══ Supplied material

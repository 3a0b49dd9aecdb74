// Copyright 2025 the Understory Authors
// SPDX-License-Identifier: Apache-2.0 OR MIT

//! Tests for `TooltipManager` as a host drives it: timers, the shared
//! surface, and the warnings emitted on misuse.

use std::sync::{Arc, Mutex};

use kurbo::{Rect, Size};
use tracing::field::{Field, Visit};
use tracing::{Event, Level, Subscriber};
use tracing_subscriber::layer::{Context, Layer, SubscriberExt};
use understory_floating::{
    AnchorState, FloatingHost, Placement, TooltipError, TooltipHost, TooltipManager,
    TooltipOptions,
};

/// Records every event's level and message.
#[derive(Clone, Default)]
struct Capture(Arc<Mutex<Vec<(Level, String)>>>);

struct MessageVisitor(String);

impl Visit for MessageVisitor {
    fn record_debug(&mut self, field: &Field, value: &dyn std::fmt::Debug) {
        if field.name() == "message" {
            self.0 = format!("{value:?}");
        }
    }
}

impl<S: Subscriber> Layer<S> for Capture {
    fn on_event(&self, event: &Event<'_>, _ctx: Context<'_, S>) {
        let mut visitor = MessageVisitor(String::new());
        event.record(&mut visitor);
        self.0
            .lock()
            .unwrap()
            .push((*event.metadata().level(), visitor.0));
    }
}

fn with_captured_logs<R>(f: impl FnOnce() -> R) -> (R, Vec<(Level, String)>) {
    let capture = Capture::default();
    let subscriber = tracing_subscriber::registry().with(capture.clone());
    let out = tracing::subscriber::with_default(subscriber, f);
    let logs = capture.0.lock().unwrap().clone();
    (out, logs)
}

fn warnings(logs: &[(Level, String)]) -> Vec<&str> {
    logs.iter()
        .filter(|(level, _)| *level == Level::WARN)
        .map(|(_, msg)| msg.as_str())
        .collect()
}

#[derive(Default)]
struct Host {
    measured: usize,
}

impl FloatingHost<&'static str> for Host {
    fn anchor_rect(&self, _anchor: &&'static str) -> Option<Rect> {
        Some(Rect::new(300.0, 300.0, 400.0, 330.0))
    }

    fn viewport_size(&self) -> Size {
        Size::new(800.0, 600.0)
    }
}

impl TooltipHost<&'static str> for Host {
    fn measure_tooltip(&mut self, _content: &str) -> Option<Size> {
        self.measured += 1;
        Some(Size::new(80.0, 24.0))
    }
}

#[test]
fn hide_right_after_show_leaves_only_the_hide_timer() {
    let mut tooltips = TooltipManager::new();
    let mut host = Host::default();
    tooltips
        .register(
            "save",
            TooltipOptions::new("Save").show_delay(100).hide_delay(300),
        )
        .unwrap();

    tooltips.request_show("save", 0);
    tooltips.request_hide("save", 0);
    assert_eq!(tooltips.state(&"save"), Some(AnchorState::HidePending));
    assert_eq!(tooltips.next_deadline(), Some(300));

    // The cancelled show would have fired here.
    assert!(tooltips.advance(100, &mut host).is_empty());
    assert_eq!(tooltips.state(&"save"), Some(AnchorState::HidePending));

    assert!(tooltips.advance(300, &mut host).is_empty());
    assert_eq!(tooltips.state(&"save"), Some(AnchorState::Idle));
    assert_eq!(tooltips.next_deadline(), None);
    assert_eq!(host.measured, 0);
}

#[test]
fn unregister_twice_is_a_no_op() {
    let mut tooltips = TooltipManager::new();
    tooltips.register("save", TooltipOptions::new("Save")).unwrap();
    tooltips.request_show("save", 0);

    assert!(tooltips.unregister(&"save"));
    assert!(!tooltips.unregister(&"save"));
    assert!(tooltips.is_empty());
    assert_eq!(tooltips.next_deadline(), None);
}

#[test]
fn show_then_hide_before_delay_never_shows() {
    let mut tooltips = TooltipManager::new();
    let mut host = Host::default();
    tooltips.register("el", TooltipOptions::new("Hi")).unwrap();

    tooltips.show("el", 0).unwrap();
    tooltips.advance(10, &mut host);
    tooltips.hide("el", 10);

    let events = tooltips.advance(10_000, &mut host);
    assert!(events.is_empty());
    assert!(tooltips.surface().is_none_or(|s| !s.is_visible()));
    assert_eq!(tooltips.active_anchor(), None);
}

#[test]
fn update_content_of_unregistered_anchor_warns() {
    let mut tooltips = TooltipManager::<&'static str>::new();
    let (result, logs) = with_captured_logs(|| tooltips.update_content(&"ghost", "x"));

    assert_eq!(result, Err(TooltipError::NotRegistered("ghost")));
    assert_eq!(
        warnings(&logs),
        ["cannot update content of unregistered anchor"]
    );
    assert!(tooltips.surface().is_none());
    assert!(!tooltips.is_registered(&"ghost"));
}

#[test]
fn duplicate_registration_and_manual_show_warn() {
    let mut tooltips = TooltipManager::new();
    let (_, logs) = with_captured_logs(|| {
        tooltips.register("a", TooltipOptions::new("A")).unwrap();
        let dup = tooltips.register("a", TooltipOptions::new("again"));
        assert_eq!(dup, Err(TooltipError::AlreadyRegistered("a")));
        let missing = tooltips.show("b", 0);
        assert_eq!(missing, Err(TooltipError::NotRegistered("b")));
    });
    assert_eq!(
        warnings(&logs),
        [
            "tooltip anchor already registered",
            "cannot show tooltip for unregistered anchor",
        ]
    );
}

#[test]
fn placement_attribute_reflects_flip() {
    struct TopEdge;

    impl FloatingHost<u8> for TopEdge {
        fn anchor_rect(&self, _anchor: &u8) -> Option<Rect> {
            Some(Rect::new(10.0, 10.0, 110.0, 40.0))
        }

        fn viewport_size(&self) -> Size {
            Size::new(800.0, 600.0)
        }
    }

    impl TooltipHost<u8> for TopEdge {
        fn measure_tooltip(&mut self, _content: &str) -> Option<Size> {
            Some(Size::new(120.0, 40.0))
        }
    }

    let mut tooltips = TooltipManager::new();
    tooltips
        .register(
            0,
            TooltipOptions::new("Hi")
                .placement(Placement::Top)
                .offset(8.0)
                .show_delay(0),
        )
        .unwrap();
    tooltips.request_show(0, 0);
    tooltips.advance(0, &mut TopEdge);

    let surface = tooltips.surface().unwrap();
    assert_eq!(surface.placement_attr(), "bottom");
    assert_eq!(surface.origin(), kurbo::Point::new(8.0, 48.0));
    assert_eq!(surface.rect().size(), Size::new(120.0, 40.0));
}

════

» Task requirements
Starting with the first entry and ending with the last, give all of them again unchanged.

» Output of the task
repository 3a0b49dd9aecdb74
// Copyright 2025 the Understory Authors
// SPDX-License-Identifier: Apache-2.0 OR MIT

//! Tests for `TooltipManager` as a host drives it: timers, the shared
//! surface, and the warnings emitted on misuse.

use std::sync::{Arc, Mutex};

use kurbo::{Rect, Size};
use tracing::field::{Field, Visit};
use tracing::{Event, Level, Subscriber};
use tracing_subscriber::layer::{Context, Layer, SubscriberExt};
use understory_floating::{
    AnchorState, FloatingHost, Placement, TooltipError, TooltipHost, TooltipManager,
    TooltipOptions,
};

/// Records every event's level and message.
#[derive(Clone, Default)]
struct Capture(Arc<Mutex<Vec<(Level, String)>>>);

struct MessageVisitor(String);

impl Visit for MessageVisitor {
    fn record_debug(&mut self, field: &Field, value: &dyn std::fmt::Debug) {
        if field.name() == "message" {
            self.0 = format!("{value:?}");
        }
    }
}

impl<S: Subscriber> Layer<S> for Capture {
    fn on_event(&self, event: &Event<'_>, _ctx: Context<'_, S>) {
        let mut visitor = MessageVisitor(String::new());
        event.record(&mut visitor);
        self.0
            .lock()
            .unwrap()
            .push((*event.metadata().level(), visitor.0));
    }
}

fn with_captured_logs<R>(f: impl FnOnce() -> R) -> (R, Vec<(Level, String)>) {
    let capture = Capture::default();
    let subscriber = tracing_subscriber::registry().with(capture.clone());
    let out = tracing::subscriber::with_default(subscriber, f);
    let logs = capture.0.lock().unwrap().clone();
    (out, logs)
}

fn warnings(logs: &[(Level, String)]) -> Vec<&str> {
    logs.iter()
        .filter(|(level, _)| *level == Level::WARN)
        .map(|(_, msg)| msg.as_str())
        .collect()
}

#[derive(Default)]
struct Host {
    measured: usize,
}

impl FloatingHost<&'static str> for Host {
    fn anchor_rect(&self, _anchor: &&'static str) -> Option<Rect> {
        Some(Rect::new(300.0, 300.0, 400.0, 330.0))
    }

    fn viewport_size(&self) -> Size {
        Size::new(800.0, 600.0)
    }
}

impl TooltipHost<&'static str> for Host {
    fn measure_tooltip(&mut self, _content: &str) -> Option<Size> {
        self.measured += 1;
        Some(Size::new(80.0, 24.0))
    }
}

#[test]
fn hide_right_after_show_leaves_only_the_hide_timer() {
    let mut tooltips = TooltipManager::new();
    let mut host = Host::default();
    tooltips
        .register(
            "save",
            TooltipOptions::new("Save").show_delay(100).hide_delay(300),
        )
        .unwrap();

    tooltips.request_show("save", 0);
    tooltips.request_hide("save", 0);
    assert_eq!(tooltips.state(&"save"), Some(AnchorState::HidePending));
    assert_eq!(tooltips.next_deadline(), Some(300));

    // The cancelled show would have fired here.
    assert!(tooltips.advance(100, &mut host).is_empty());
    assert_eq!(tooltips.state(&"save"), Some(AnchorState::HidePending));

    assert!(tooltips.advance(300, &mut host).is_empty());
    assert_eq!(tooltips.state(&"save"), Some(AnchorState::Idle));
    assert_eq!(tooltips.next_deadline(), None);
    assert_eq!(host.measured, 0);
}

#[test]
fn unregister_twice_is_a_no_op() {
    let mut tooltips = TooltipManager::new();
    tooltips.register("save", TooltipOptions::new("Save")).unwrap();
    tooltips.request_show("save", 0);

    assert!(tooltips.unregister(&"save"));
    assert!(!tooltips.unregister(&"save"));
    assert!(tooltips.is_empty());
    assert_eq!(tooltips.next_deadline(), None);
}

#[test]
fn show_then_hide_before_delay_never_shows() {
    let mut tooltips = TooltipManager::new();
    let mut host = Host::default();
    tooltips.register("el", TooltipOptions::new("Hi")).unwrap();

    tooltips.show("el", 0).unwrap();
    tooltips.advance(10, &mut host);
    tooltips.hide("el", 10);

    let events = tooltips.advance(10_000, &mut host);
    assert!(events.is_empty());
    assert!(tooltips.surface().is_none_or(|s| !s.is_visible()));
    assert_eq!(tooltips.active_anchor(), None);
}

#[test]
fn update_content_of_unregistered_anchor_warns() {
    let mut tooltips = TooltipManager::<&'static str>::new();
    let (result, logs) = with_captured_logs(|| tooltips.update_content(&"ghost", "x"));

    assert_eq!(result, Err(TooltipError::NotRegistered("ghost")));
    assert_eq!(
        warnings(&logs),
        ["cannot update content of unregistered anchor"]
    );
    assert!(tooltips.surface().is_none());
    assert!(!tooltips.is_registered(&"ghost"));
}

#[test]
fn duplicate_registration_and_manual_show_warn() {
    let mut tooltips = TooltipManager::new();
    let (_, logs) = with_captured_logs(|| {
        tooltips.register("a", TooltipOptions::new("A")).unwrap();
        let dup = tooltips.register("a", TooltipOptions::new("again"));
        assert_eq!(dup, Err(TooltipError::AlreadyRegistered("a")));
        let missing = tooltips.show("b", 0);
        assert_eq!(missing, Err(TooltipError::NotRegistered("b")));
    });
    assert_eq!(
        warnings(&logs),
        [
            "tooltip anchor already registered",
            "cannot show tooltip for unregistered anchor",
        ]
    );
}

#[test]
fn placement_attribute_reflects_flip() {
    struct TopEdge;

    impl FloatingHost<u8> for TopEdge {
        fn anchor_rect(&self, _anchor: &u8) -> Option<Rect> {
            Some(Rect::new(10.0, 10.0, 110.0, 40.0))
        }

        fn viewport_size(&self) -> Size {
            Size::new(800.0, 600.0)
        }
    }

    impl TooltipHost<u8> for TopEdge {
        fn measure_tooltip(&mut self, _content: &str) -> Option<Size> {
            Some(Size::new(120.0, 40.0))
        }
    }

    let mut tooltips = TooltipManager::new();
    tooltips
        .register(
            0,
            TooltipOptions::new("Hi")
                .placement(Placement::Top)
                .offset(8.0)
                .show_delay(0),
        )
        .unwrap();
    tooltips.request_show(0, 0);
    tooltips.advance(0, &mut TopEdge);

    let surface = tooltips.surface().unwrap();
    assert_eq!(surface.placement_attr(), "bottom");
    assert_eq!(surface.origin(), kurbo::Point::new(8.0, 48.0));
    assert_eq!(surface.rect().size(), Size::new(120.0, 40.0));
}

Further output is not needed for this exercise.